Visually, Novak strikes the right chord with the empty room installation. As Jen Graves points out in her review,
Do you ever have this experience, where your mind roams back to the way you saw your apartment for the first time? That’ll be your last view, too.
Less successful in my estimation is the installation Relocation.Dislocation, whose oddly pixelated, too-subtle video struck me as more distracting than “dislocating,” and whose soundtrack, unfortunately, was quieter than the fan on the projector.
Of the three pieces, I think my favorite is Relocation.Mobile, an elegant 2-channel piece of musique concrète derived from recordings made at rest stops along the I-5 corridor, paired with a blurred montage of photos taken out the window.
Yann Novak is a fascinating character.
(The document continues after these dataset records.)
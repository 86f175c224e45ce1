use std::fmt;

use serde::{Deserialize, Serialize};

use crate::modules::config::{InheritanceConfig, SpeciesConfig};
use crate::modules::rng::SimRng;
use crate::modules::tile::Position;

pub type AgentId = u64;

#[derive(Clone, Copy, Debug, PartialEq, Eq, Hash, Serialize, Deserialize)]
#[serde(rename_all = "lowercase")]
pub enum Species {
    Mouse,
    Owl,
}

impl Species {
    pub const fn label(self) -> &'static str {
        match self {
            Species::Mouse => "mouse",
            Species::Owl => "owl",
        }
    }
}

impl fmt::Display for Species {
    fn fmt(&self, f: &mut fmt::Formatter<'_>) -> fmt::Result {
        write!(f, "{}", self.label())
    }
}

#[derive(Clone, Copy, Debug, PartialEq, Eq, Hash, Serialize, Deserialize)]
#[serde(rename_all = "lowercase")]
pub enum Sex {
    Male,
    Female,
}

#[derive(Clone, Copy, Debug, PartialEq, Eq, Serialize, Deserialize)]
pub enum DeathReason {
    Starvation,
    OldAge,
    Predation { by: AgentId },
}

/// Species constants copied onto each animal at birth. Zero disables a rule.
#[derive(Clone, Copy, Debug, PartialEq, Eq)]
pub struct Limits {
    pub hunger_threshold: u32,
    pub pregnancy_duration: u32,
    pub max_age: u32,
}

impl From<&SpeciesConfig> for Limits {
    fn from(cfg: &SpeciesConfig) -> Self {
        Self {
            hunger_threshold: cfg.hunger_threshold,
            pregnancy_duration: cfg.pregnancy_duration,
            max_age: cfg.max_age,
        }
    }
}

/// The partner recorded at conception. The speed is captured then so the
/// birth does not depend on the father still being alive.
#[derive(Clone, Copy, Debug, PartialEq, Eq)]
pub struct Mate {
    pub id: AgentId,
    pub speed: u32,
}

/// Birth-time only: who the parents were and how fast they are. Not stored
/// on the child.
#[derive(Clone, Copy, Debug, PartialEq, Eq)]
pub struct Parents {
    pub mother: AgentId,
    pub father: AgentId,
    pub mother_speed: u32,
    pub father_speed: u32,
}

impl Parents {
    pub fn mean_speed(&self) -> f64 {
        (self.mother_speed as f64 + self.father_speed as f64) / 2.0
    }
}

/// Offspring speed regresses to the parental mean with a perturbation of at
/// most `variance` percent of that mean, never dropping below 1.
pub fn inherited_speed(parents: &Parents, variance: u32, rng: &mut SimRng) -> u32 {
    let mean = parents.mean_speed();
    let perturbation = mean / 100.0 * rng.variance(variance) as f64;
    let speed = (mean + perturbation).round();
    if speed < 1.0 { 1 } else { speed as u32 }
}

#[derive(Clone, Debug, PartialEq, Eq)]
pub struct Animal {
    pub(crate) id: AgentId,
    pub(crate) species: Species,
    pub(crate) sex: Sex,
    pub(crate) speed: u32,
    pub(crate) position: Position,
    pub(crate) age: u32,
    pub(crate) time_since_fed: u32,
    pub(crate) pregnant_with: Option<Mate>,
    pub(crate) time_pregnant: u32,
    pub(crate) has_moved: bool,
    pub(crate) limits: Limits,
}

impl Animal {
    /// Builds a newborn (or initial) animal. Speed is inherited when both
    /// parents are given and inheritance is on, otherwise sampled uniformly.
    pub(crate) fn born(
        id: AgentId,
        species: Species,
        position: Position,
        limits: Limits,
        parents: Option<&Parents>,
        inheritance: &InheritanceConfig,
        rng: &mut SimRng,
    ) -> Self {
        let sex = rng.sex();
        let speed = match parents {
            Some(parents) if inheritance.speed => {
                inherited_speed(parents, inheritance.variance, rng)
            }
            _ => rng.speed(),
        };

        Self {
            id,
            species,
            sex,
            speed,
            position,
            age: 0,
            time_since_fed: 0,
            pregnant_with: None,
            time_pregnant: 0,
            has_moved: false,
            limits,
        }
    }

    pub fn id(&self) -> AgentId {
        self.id
    }

    pub fn species(&self) -> Species {
        self.species
    }

    pub fn sex(&self) -> Sex {
        self.sex
    }

    pub fn speed(&self) -> u32 {
        self.speed
    }

    pub fn position(&self) -> Position {
        self.position
    }

    pub fn age(&self) -> u32 {
        self.age
    }

    pub fn time_since_fed(&self) -> u32 {
        self.time_since_fed
    }

    pub fn is_pregnant(&self) -> bool {
        self.pregnant_with.is_some()
    }

    pub fn pregnant_with(&self) -> Option<AgentId> {
        self.pregnant_with.map(|mate| mate.id)
    }

    pub fn time_pregnant(&self) -> u32 {
        self.time_pregnant
    }

    pub fn has_moved(&self) -> bool {
        self.has_moved
    }

    pub fn limits(&self) -> Limits {
        self.limits
    }

    pub fn is_female(&self) -> bool {
        self.sex == Sex::Female
    }

    /// Starvation is checked before old age.
    pub fn natural_death(&self) -> Option<DeathReason> {
        let Limits {
            hunger_threshold,
            max_age,
            ..
        } = self.limits;
        if hunger_threshold != 0 && self.time_since_fed >= hunger_threshold {
            return Some(DeathReason::Starvation);
        }
        if max_age != 0 && self.age >= max_age {
            return Some(DeathReason::OldAge);
        }
        None
    }

    /// Per-turn clocks: age, hunger and, if pregnant, gestation.
    pub(crate) fn advance_clocks(&mut self) {
        self.age = self.age.saturating_add(1);
        self.time_since_fed = self.time_since_fed.saturating_add(1);
        if self.is_pregnant() {
            self.time_pregnant = self.time_pregnant.saturating_add(1);
        }
    }

    pub(crate) fn feed(&mut self) {
        self.time_since_fed = 0;
    }

    pub fn ready_to_give_birth(&self) -> bool {
        self.is_pregnant()
            && self.limits.pregnancy_duration != 0
            && self.time_pregnant >= self.limits.pregnancy_duration
    }

    pub(crate) fn conceive(&mut self, mate: Mate) {
        self.pregnant_with = Some(mate);
        self.time_pregnant = 0;
    }

    /// Ends the pregnancy and hands back the parents of the child.
    pub(crate) fn deliver(&mut self) -> Option<Parents> {
        let mate = self.pregnant_with.take()?;
        self.time_pregnant = 0;
        Some(Parents {
            mother: self.id,
            father: mate.id,
            mother_speed: self.speed,
            father_speed: mate.speed,
        })
    }
}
A few years ago, he seemed to emerge onto the Seattle sound art scene ex nihilo, reviving his father’s long-dormant electroacoustic label Dragon’s Eye Recordings and quickly carving out a career that emphasized collaboration, curating and community almost as much as his compositions themselves—a rare and precious constellation of interests for an artist whose primary medium (digitally altered field recordings) is fundamentally isolating.
What is most striking about this exhibition in one sense, then, is that it’s all about Yann. Unlike his previous local exhibitions (the Henry, SOIL, etc.) which drew much of their content from dialogues and interactions with other artists, the emphasis here is entirely on his own process, his ideas, and his emotional states. It’s immersive. And isolating. And maybe a little too cold and clinical, as though the artist wants to convince us that he’s over something that he isn’t.
Being between cities is being between communities, and it’s uncertain. How can we ever be sure that what we’ll get is worth what we had to leave behind? We can’t. But if Relocation is any indication, Yann will do fine.
Yann Novak’s Relocation will be installed at Lawrimore Project through June 13 along with Scores (an exhibition of objects to be played as musical scores) curated by Volume.